No te acostumbres a sobrevivir como si eso fuera todo lo que mereces.
Sobrevivir es resistir, sí… pero no es vivir plenamente.
Sobrevivir es levantarte, cumplir, respirar, aguantar el día y fingir que todo está bien mientras por dentro sabes que algo se está apagando.
Y el peligro no está en pasar por una mala etapa.
El peligro está en quedarte ahí tanto tiempo que empieces a llamar “normal” a una vida que ya no te emociona, que ya no te reta, que ya no te representa.
Hay personas que no están viviendo: están aguantando.
Aguantando trabajos que odian.
Aguantando relaciones que les drenan el alma.
Aguantando hábitos que los destruyen lentamente.
Aguantando una versión de sí mismos que hace años debió morir.
Y lo peor es que se convencen de que “así es la vida”.
No.
Así es una vida abandonada por miedo, por costumbre o por falta de decisión. ⚔️
Fuiste creado para avanzar, no para quedarte encerrado en la misma excusa de siempre.
Fuiste creado para crecer, no para repetir los mismos errores con diferente calendario.
Fuiste creado para construir una vida que cuando la mires no tengas que fingir orgullo, paz ni felicidad.
Porque llega un momento en que ya no basta con decir “estoy bien”.
Tu alma sabe cuándo mientes.
Tu mirada sabe cuándo estás cansado de fingir.

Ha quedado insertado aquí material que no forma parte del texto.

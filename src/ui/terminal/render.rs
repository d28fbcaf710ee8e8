//! Plain-text rendering of the review page.

use std::fmt::Write;

use crate::application::review::{ReviewForm, highlight};
use crate::domain::{Decision, Entry, IssueKind, Placement};
use crate::ui::app::{AppState, Notice, NoticeLevel};

pub fn render_notice(notice: &Notice) -> String {
    let tag = match notice.level {
        NoticeLevel::Info => "info",
        NoticeLevel::Success => "ok",
        NoticeLevel::Error => "error",
    };
    format!("[{tag}] {}", notice.message)
}

/// Before/after block for one entry.
pub fn render_diff(entry: &Entry) -> String {
    let (before, after) = highlight(&entry.original_section, &entry.agent_updated_section);
    format!("Before:\n  {before}\n\nAfter:\n  {after}\n")
}

pub fn render_entry_list(state: &AppState) -> String {
    let session = &state.session;
    if !session.has_dataset() {
        return "No dataset loaded.\n".to_string();
    }

    let mut out = String::new();
    for entry in session.entries.iter() {
        let cursor = if session.current_uid.as_deref() == Some(entry.uid.as_str()) {
            '>'
        } else {
            ' '
        };
        let reviewed = if entry.is_reviewed() { " (reviewed)" } else { "" };
        let _ = writeln!(out, "{cursor} {:<10} {}{reviewed}", entry.uid, entry.label());
    }
    out
}

/// The whole page: notice, entry header, diff and the reachable questions.
pub fn render_page(state: &AppState) -> String {
    let mut out = String::new();
    if let Some(notice) = &state.ui.notice {
        let _ = writeln!(out, "{}\n", render_notice(notice));
    }

    let (Some(entry), Some(form)) = (state.current_entry(), state.form()) else {
        out.push_str("Please upload a JSON file to begin. Type 'load <path>'.\n");
        return out;
    };

    let position = state.session.current_index().map_or(0, |i| i + 1);
    let _ = writeln!(
        out,
        "Entry {position} of {}: {}",
        state.session.entries.len(),
        entry.label()
    );
    let _ = writeln!(out, "Entity: {}", entry.entity_id);
    let _ = writeln!(out, "Section: {}", entry.section_name);
    if let Some(source) = &state.session.dataset_source {
        let _ = writeln!(out, "Source: {source}");
    }
    let _ = writeln!(out, "Wikipedia: {}", entry.wikipedia_url());
    if let Some(link) = entry.primary_link() {
        let _ = writeln!(out, "Entity link: {link}");
    }
    out.push('\n');
    out.push_str(&render_diff(entry));
    out.push('\n');
    render_questions(&mut out, entry, form);

    if form.is_uploading() {
        out.push_str("\nUploading review...\n");
    } else if form.is_submitted() {
        match state.next_entry() {
            Some(next) => {
                let _ = writeln!(out, "\nReady to move to next entry: {}", next.label());
            }
            None => out.push_str("\nReview saved.\n"),
        }
        out.push_str("Type 'next' to continue or 'stay' to revise this review.\n");
    } else if form.can_submit() {
        out.push_str("\nType 'submit' to save your review.\n");
    }
    out
}

fn render_questions(out: &mut String, entry: &Entry, form: &ReviewForm) {
    let [q1, q2, q3] = entry.question_texts();

    let _ = writeln!(out, "{q1}");
    for kind in IssueKind::ALL {
        let mark = if form.is_checked(kind) { 'x' } else { ' ' };
        if kind == IssueKind::Other {
            let _ = writeln!(
                out,
                "  [{mark}] {:<14} {} {}",
                kind.key(),
                kind.label(),
                form.other_text()
            );
        } else {
            let _ = writeln!(out, "  [{mark}] {:<14} {}", kind.key(), kind.label());
        }
    }

    // Later questions stay hidden until their prerequisites are answered.
    if !form.decision_available() {
        return;
    }
    let _ = writeln!(out, "\n{q2}");
    for (key, decision) in ["accept", "revise", "reject"].into_iter().zip(Decision::ALL) {
        let mark = radio(form.decision() == Some(decision));
        let _ = writeln!(out, "  ({mark}) {key:<14} {decision}");
    }

    if !form.placement_available() {
        return;
    }
    let _ = writeln!(out, "\n{q3}");
    for placement in [Placement::Yes, Placement::No] {
        let mark = radio(form.placement() == Some(placement));
        let key = placement.to_string().to_lowercase();
        let _ = writeln!(out, "  ({mark}) {key:<14} {placement}");
    }
    if let Some(section) = form.target_section() {
        let _ = writeln!(out, "  If No, which section: {section}");
    }
}

fn radio(selected: bool) -> char {
    if selected { '*' } else { ' ' }
}

pub fn help_text() -> &'static str {
    "Commands:
  load <path>            load a JSON dataset
  list                   list entries
  select <uid>           review another entry (discards unsaved answers)
  toggle <issue>         check or uncheck an issue by key
  other <text>           describe an issue not in the list
  decide accept|revise|reject
  place yes | place no [section]
  section <text>         target section when placement is no
  submit                 save the review
  next                   move to the next entry after submitting
  stay                   revise the submitted review
  show                   redraw the page
  help                   this text
  quit                   leave
"
}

Tu corazón sabe cuándo estás viviendo una vida que no elegiste con valentía, sino que aceptaste por miedo.
No naciste para vivir apagado.
No naciste para arrastrar tus días como si fueran castigos.
No naciste para acostumbrarte a migajas emocionales, sueños postergados y rutinas que te roban el brillo.
Pero también entiende esto: nadie va a rescatarte de una vida que tú sigues justificando.
Nadie va a romper la jaula por ti si tú sigues decorándola.
Nadie va a empujarte hacia tu grandeza si tú sigues abrazando la comodidad que te mantiene pequeño. 🔥
Avanzar duele.
Crecer incomoda.
Construir una nueva vida exige soltar versiones de ti que todavía quieren sobrevivir a base de excusas.
Pero más duele despertar dentro de unos años y darte cuenta de que no te faltó capacidad… te faltó coraje.
Más duele mirar atrás y entender que pudiste cambiar, pero preferiste adaptarte al dolor.
Más duele saber que la vida que fingías tolerar terminó convirtiéndose en la única vida que conociste.
Así que no te acostumbres.
No te acostumbres a vivir cansado.
No te acostumbres a callar lo que te destruye.
No te acostumbres a postergar lo que sabes que necesitas cambiar.
No te acostumbres a una vida que no te gusta solo porque ya aprendiste a soportarla.
**Reflexión final:**
Sobrevivir puede ser necesario por una temporada, pero no debe convertirse en tu identidad. Fuiste creado para levantarte, avanzar y construir algo mejor. La pregunta no es si puedes cambiar tu vida; la pregunta es cuánto tiempo más vas a seguir fingiendo que sobrevivir es suficiente.